Most historians and researchers believe the radical policies of the Khmer Rouge, which sought a utopian communist state, led to the deaths of at least 1.7 million Cambodians through starvation, disease, overwork and execution.


Japan starts scanning visitors

Japan started fingerprinting and photographing arriving foreigners today in a crackdown on terrorists, despite complaints that the measures unfairly target non-Japanese.

Nearly all foreigners age 16 or older, including longtime residents, will be scanned. The exceptions are diplomats, government guests and permanent residents, such as Koreans who have lived in Japan for generations.

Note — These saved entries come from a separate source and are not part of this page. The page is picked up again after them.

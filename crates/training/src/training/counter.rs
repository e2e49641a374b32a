//! Word counting for vocabulary training.
//!
//! This module accumulates weighted word frequencies over a corpus of
//! sentences. Counting is commutative, so the order sentences arrive in
//! does not affect the resulting table.

use ahash::AHashMap;
use compact_str::CompactString;
use wordvocab_core::{SentenceEntry, WordSplit};

/// Word -> aggregated frequency.
pub type FrequencyTable = AHashMap<CompactString, u64>;

/// Counter for weighted word frequencies.
pub struct WordCounter<'s, S: WordSplit + ?Sized> {
    /// Splitter applied to every sentence
    splitter: &'s S,
    /// Word -> frequency count
    freq: FrequencyTable,
    /// Number of sentences consumed
    sentences: usize,
}

impl<'s, S: WordSplit + ?Sized> WordCounter<'s, S> {
    /// Create a new counter using the given word splitter.
    pub fn new(splitter: &'s S) -> Self {
        Self {
            splitter,
            freq: FrequencyTable::new(),
            sentences: 0,
        }
    }

    /// Add every word of a sentence, each counted `weight` times.
    pub fn add_sentence(&mut self, text: &str, weight: u64) {
        for word in self.splitter.split_into_words(text) {
            let count = self.freq.entry(CompactString::new(word)).or_insert(0);
            *count = count.saturating_add(weight);
        }
        self.sentences += 1;
    }

    /// Add a batch of sentence entries.
    pub fn add_sentences<'a, I>(&mut self, sentences: I)
    where
        I: IntoIterator<Item = &'a SentenceEntry>,
    {
        for sentence in sentences {
            self.add_sentence(&sentence.text, sentence.weight);
        }
    }

    /// Get the number of distinct words seen so far.
    pub fn word_count(&self) -> usize {
        self.freq.len()
    }

    /// Get the number of sentences consumed.
    pub fn sentence_count(&self) -> usize {
        self.sentences
    }

    /// Get the total count of all word occurrences.
    pub fn total_word_occurrences(&self) -> u64 {
        total_frequency(&self.freq)
    }

    /// Finish counting and hand over the table.
    pub fn into_table(self) -> FrequencyTable {
        self.freq
    }
}

/// Sum of all frequencies in a table.
pub fn total_frequency(table: &FrequencyTable) -> u64 {
    table
        .values()
        .fold(0u64, |sum, &count| sum.saturating_add(count))
}

#[cfg(test)]
mod tests {
    use super::*;

    struct Whitespace;

    impl WordSplit for Whitespace {
        fn split_into_words<'a>(&self, sentence: &'a str) -> Vec<&'a str> {
            sentence.split_whitespace().collect()
        }
    }

    #[test]
    fn test_add_sentence() {
        let mut counter = WordCounter::new(&Whitespace);
        counter.add_sentence("a b a", 3);

        let table = counter.into_table();
        assert_eq!(table.len(), 2);
        assert_eq!(table.get("a"), Some(&6));
        assert_eq!(table.get("b"), Some(&3));
    }

    #[test]
    fn test_weights_accumulate_across_sentences() {
        let corpus = vec![SentenceEntry::new("a b a", 3), SentenceEntry::new("b c", 1)];
        let mut counter = WordCounter::new(&Whitespace);
        counter.add_sentences(&corpus);

        assert_eq!(counter.sentence_count(), 2);
        assert_eq!(counter.word_count(), 3);

        let table = counter.into_table();
        assert_eq!(table.get("a"), Some(&6));
        assert_eq!(table.get("b"), Some(&4));
        assert_eq!(table.get("c"), Some(&1));
    }

    #[test]
    fn test_conservation() {
        let corpus = vec![
            SentenceEntry::new("the cat sat on the mat", 2),
            SentenceEntry::new("the dog", 5),
            SentenceEntry::new("", 100),
            SentenceEntry::new("mat", 0),
        ];
        let expected: u64 = corpus
            .iter()
            .map(|s| s.weight * s.text.split_whitespace().count() as u64)
            .sum();

        let mut counter = WordCounter::new(&Whitespace);
        counter.add_sentences(&corpus);
        assert_eq!(counter.total_word_occurrences(), expected);
        assert_eq!(expected, 22);
    }

    #[test]
    fn test_order_independent() {
        let forward = vec![SentenceEntry::new("x y", 2), SentenceEntry::new("y z z", 1)];
        let backward: Vec<_> = forward.iter().rev().cloned().collect();

        let mut a = WordCounter::new(&Whitespace);
        a.add_sentences(&forward);
        let mut b = WordCounter::new(&Whitespace);
        b.add_sentences(&backward);

        let sorted = |table: FrequencyTable| {
            let mut rows: Vec<_> = table.into_iter().collect();
            rows.sort();
            rows
        };
        assert_eq!(sorted(a.into_table()), sorted(b.into_table()));
    }

    #[test]
    fn test_zero_weight_creates_entry() {
        let mut counter = WordCounter::new(&Whitespace);
        counter.add_sentence("ghost", 0);
        let table = counter.into_table();
        assert_eq!(table.get("ghost"), Some(&0));
        assert_eq!(total_frequency(&table), 0);
    }
}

Officials said the new security measures, while inconvenient for visitors, were necessary.

The fingerprints and photos will be checked for matches on terrorist watch lists and files on foreigners with criminal records in Japan. People matching the data will be denied entry and deported.

Japan is the second country after the United States to implement such a system, said Immigration Bureau official Takumi Sato.

SYDNEY, Australia

Churchill relative admits drug guilt

Nicholas Jake Barton, the great-grandson of former British Prime Minister Winston Churchill, pleaded guilty today to drug charges.

Barton, 33, was arrested at his Sydney home in June 2006 during a series of raids in which police said they seized some 250,000 ecstasy tablets worth an estimated $13 million.

Barton, the son of James Barton and Arabella Spencer Churchill, pleaded guilty before Sydney’s Local Court to knowingly taking part in the supply of a commercial quantity of a prohibited drug. The charge carries a maximum penalty of 20 years in prison.